>>

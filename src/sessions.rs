//! Live wizard sessions and the collaborator calls they issue.
//!
//! The registry owns every [`WizardController`] behind one async mutex. The
//! lock is never held across a collaborator call: the controller hands out a
//! token-stamped request, the call runs unlocked, and the result is fed back
//! with its token so late answers are dropped as stale.

use crate::collaborator::ContentService;
use crate::metrics;
use crate::models::{GenerateRequest, ImageRef, ScrapeRequest};
use crate::wizard::{
    ClickOutcome, Delivery, Issued, PropertyDraft, RequestToken, SelectionMode, WizardController,
    WizardError, WizardView,
};
use chrono::{DateTime, TimeDelta, Utc};
use serde::Serialize;
use std::{collections::HashMap, sync::Arc, time::Duration, time::Instant};
use thiserror::Error;
use tokio::{sync::Mutex, task::JoinHandle};
use tracing::{debug, info, warn};
use uuid::Uuid;

#[derive(Debug, Error)]
pub enum RegistryError {
    #[error("wizard {0} not found")]
    NotFound(Uuid),
    #[error(transparent)]
    Wizard(#[from] WizardError),
}

#[derive(Debug, Clone, Serialize)]
pub struct SessionView {
    pub id: Uuid,
    #[serde(flatten)]
    pub wizard: WizardView,
}

/// A view plus the generation task started by the call, if any.
pub struct Dispatched {
    pub view: SessionView,
    pub pending: Option<JoinHandle<()>>,
}

struct WizardEntry {
    controller: WizardController,
    touched: DateTime<Utc>,
}

#[derive(Clone)]
pub struct WizardRegistry {
    entries: Arc<Mutex<HashMap<Uuid, WizardEntry>>>,
    service: Arc<dyn ContentService>,
    ttl: TimeDelta,
}

impl WizardRegistry {
    pub fn new(service: Arc<dyn ContentService>, ttl: Duration) -> Self {
        Self {
            entries: Arc::new(Mutex::new(HashMap::new())),
            service,
            ttl: TimeDelta::from_std(ttl).unwrap_or(TimeDelta::hours(2)),
        }
    }

    pub fn service_name(&self) -> &'static str {
        self.service.name()
    }

    pub async fn len(&self) -> usize {
        self.entries.lock().await.len()
    }

    pub async fn create(&self) -> SessionView {
        let id = Uuid::new_v4();
        let controller = WizardController::new();
        let wizard = controller.snapshot();
        let mut entries = self.entries.lock().await;
        self.purge_locked(&mut entries, Utc::now());
        entries.insert(
            id,
            WizardEntry {
                controller,
                touched: Utc::now(),
            },
        );
        info!(target = "realtypost.sessions", wizard_id = %id, "wizard created");
        SessionView { id, wizard }
    }

    pub async fn view(&self, id: Uuid) -> Result<SessionView, RegistryError> {
        self.with_wizard(id, |wizard| wizard.snapshot())
            .await
            .map(|wizard| SessionView { id, wizard })
    }

    pub async fn remove(&self, id: Uuid) -> Result<(), RegistryError> {
        let entry = self
            .entries
            .lock()
            .await
            .remove(&id)
            .ok_or(RegistryError::NotFound(id))?;
        if let Some(session_id) = entry.controller.state().session_id.clone() {
            self.release_later(session_id);
        }
        info!(target = "realtypost.sessions", wizard_id = %id, "wizard removed");
        Ok(())
    }

    /// Validates the URL, runs the scrape and applies its result. Scrape
    /// failures land in the intake view rather than the returned error.
    ///
    /// The scrape runs on its own task, so it still completes if the caller
    /// goes away mid-request.
    pub async fn submit_listing(
        &self,
        id: Uuid,
        listing_url: &str,
    ) -> Result<SessionView, RegistryError> {
        let (previous, issued) = self
            .with_wizard(id, |wizard| {
                let previous = wizard.state().session_id.clone();
                wizard.submit_listing(listing_url).map(|issued| (previous, issued))
            })
            .await??;
        let Issued::Scrape { token, request } = issued else {
            return self.view(id).await;
        };
        if let Err(err) = self.spawn_scrape(id, token, request, previous).await {
            warn!(
                target = "realtypost.sessions",
                wizard_id = %id,
                error = %err,
                "scrape task failed"
            );
        }
        self.view(id).await
    }

    pub async fn set_mode(
        &self,
        id: Uuid,
        mode: SelectionMode,
    ) -> Result<SessionView, RegistryError> {
        self.with_wizard(id, |wizard| wizard.set_mode(mode)).await??;
        self.view(id).await
    }

    pub async fn click_image(
        &self,
        id: Uuid,
        image: &ImageRef,
    ) -> Result<(ClickOutcome, SessionView), RegistryError> {
        let outcome = self
            .with_wizard(id, |wizard| wizard.click_image(image))
            .await??;
        Ok((outcome, self.view(id).await?))
    }

    pub async fn continue_to_form(&self, id: Uuid) -> Result<SessionView, RegistryError> {
        self.with_wizard(id, |wizard| wizard.continue_to_form())
            .await??;
        self.view(id).await
    }

    /// Validates the form. On success the wizard moves to generation and the
    /// generate call runs in the background.
    pub async fn submit_property(
        &self,
        id: Uuid,
        draft: PropertyDraft,
    ) -> Result<Dispatched, RegistryError> {
        let transition = self
            .with_wizard(id, |wizard| wizard.submit_property(draft))
            .await??;
        let pending = match transition.issued {
            Some(Issued::Generate { token, request }) => {
                Some(self.spawn_generation(id, token, request))
            }
            _ => None,
        };
        Ok(Dispatched {
            view: self.view(id).await?,
            pending,
        })
    }

    pub async fn retry_generation(&self, id: Uuid) -> Result<Dispatched, RegistryError> {
        let issued = self
            .with_wizard(id, |wizard| wizard.retry_generation())
            .await??;
        let pending = match issued {
            Issued::Generate { token, request } => Some(self.spawn_generation(id, token, request)),
            Issued::Scrape { .. } => None,
        };
        Ok(Dispatched {
            view: self.view(id).await?,
            pending,
        })
    }

    pub async fn go_back(&self, id: Uuid) -> Result<SessionView, RegistryError> {
        self.with_wizard(id, |wizard| wizard.go_back()).await?;
        self.view(id).await
    }

    pub async fn reset(&self, id: Uuid) -> Result<SessionView, RegistryError> {
        let released = self.with_wizard(id, |wizard| wizard.reset()).await?;
        if let Some(session_id) = released {
            self.release_later(session_id);
        }
        self.view(id).await
    }

    /// Drops wizards idle for longer than the TTL. Returns how many went.
    pub async fn purge_expired(&self, now: DateTime<Utc>) -> usize {
        let mut entries = self.entries.lock().await;
        self.purge_locked(&mut entries, now)
    }

    fn purge_locked(&self, entries: &mut HashMap<Uuid, WizardEntry>, now: DateTime<Utc>) -> usize {
        let expired: Vec<Uuid> = entries
            .iter()
            .filter(|(_, entry)| now - entry.touched > self.ttl)
            .map(|(id, _)| *id)
            .collect();
        for id in &expired {
            if let Some(entry) = entries.remove(id) {
                if let Some(session_id) = entry.controller.state().session_id.clone() {
                    self.release_later(session_id);
                }
                info!(target = "realtypost.sessions", wizard_id = %id, "wizard expired");
            }
        }
        expired.len()
    }

    async fn with_wizard<T>(
        &self,
        id: Uuid,
        apply: impl FnOnce(&mut WizardController) -> T,
    ) -> Result<T, RegistryError> {
        let now = Utc::now();
        let mut entries = self.entries.lock().await;
        self.purge_locked(&mut entries, now);
        let entry = entries.get_mut(&id).ok_or(RegistryError::NotFound(id))?;
        entry.touched = now;
        Ok(apply(&mut entry.controller))
    }

    /// Runs one scrape and applies it. Afterwards every collaborator session
    /// the wizard no longer references is released: the one it replaced, and
    /// one returned by a response that arrived stale or failed the checks.
    fn spawn_scrape(
        &self,
        id: Uuid,
        token: RequestToken,
        request: ScrapeRequest,
        previous: Option<String>,
    ) -> JoinHandle<()> {
        let registry = self.clone();
        tokio::spawn(async move {
            let started = Instant::now();
            let result = registry.service.scrape(&request).await;
            metrics::collaborator_elapsed("scrape", started.elapsed().as_millis(), result.is_ok());
            let returned = result
                .as_ref()
                .ok()
                .map(|response| response.session_id.trim().to_string())
                .filter(|session_id| !session_id.is_empty());
            let applied = registry
                .with_wizard(id, |wizard| {
                    let delivery = wizard.complete_scrape(token, result);
                    (delivery, wizard.state().session_id.clone())
                })
                .await;
            let (delivery, current) = match applied {
                Ok((delivery, current)) => {
                    log_delivery("scrape", id, token, delivery);
                    (delivery, current)
                }
                Err(err) => {
                    debug!(
                        target = "realtypost.sessions",
                        wizard_id = %id,
                        error = %err,
                        "scrape finished for a departed wizard"
                    );
                    (Delivery::Stale, None)
                }
            };
            let mut orphans = Vec::new();
            // A stale delivery means reset or removal already released `previous`.
            if delivery == Delivery::Applied
                && let Some(previous) = previous
                && current.as_ref() != Some(&previous)
            {
                orphans.push(previous);
            }
            if let Some(returned) = returned
                && current.as_ref() != Some(&returned)
                && !orphans.contains(&returned)
            {
                orphans.push(returned);
            }
            for session_id in orphans {
                registry.release_later(session_id);
            }
        })
    }

    fn spawn_generation(
        &self,
        id: Uuid,
        token: RequestToken,
        request: GenerateRequest,
    ) -> JoinHandle<()> {
        let registry = self.clone();
        tokio::spawn(async move {
            let started = Instant::now();
            let result = registry.service.generate(&request).await;
            metrics::collaborator_elapsed(
                "generate",
                started.elapsed().as_millis(),
                result.is_ok(),
            );
            match registry
                .with_wizard(id, |wizard| wizard.complete_generation(token, result))
                .await
            {
                Ok(delivery) => log_delivery("generate", id, token, delivery),
                Err(err) => debug!(
                    target = "realtypost.sessions",
                    wizard_id = %id,
                    error = %err,
                    "generation finished for a departed wizard"
                ),
            }
        })
    }

    fn release_later(&self, session_id: String) {
        let service = self.service.clone();
        tokio::spawn(async move {
            let started = Instant::now();
            let result = service.release(&session_id).await;
            metrics::collaborator_elapsed("release", started.elapsed().as_millis(), result.is_ok());
            if let Err(err) = result {
                warn!(
                    target = "realtypost.sessions",
                    session_id = %session_id,
                    error = %err,
                    "collaborator session release failed"
                );
            }
        });
    }
}

fn log_delivery(call: &'static str, id: Uuid, token: RequestToken, delivery: Delivery) {
    if delivery == Delivery::Stale {
        debug!(
            target = "realtypost.sessions",
            wizard_id = %id,
            call = call,
            token = token.value(),
            "stale collaborator response dropped"
        );
    }
}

<<

◆ WHAT YOU WILL DO:
Check each line of the records above for the word "current", count the lines that have it, and give only the count.

◆ TASK OUTPUT:
5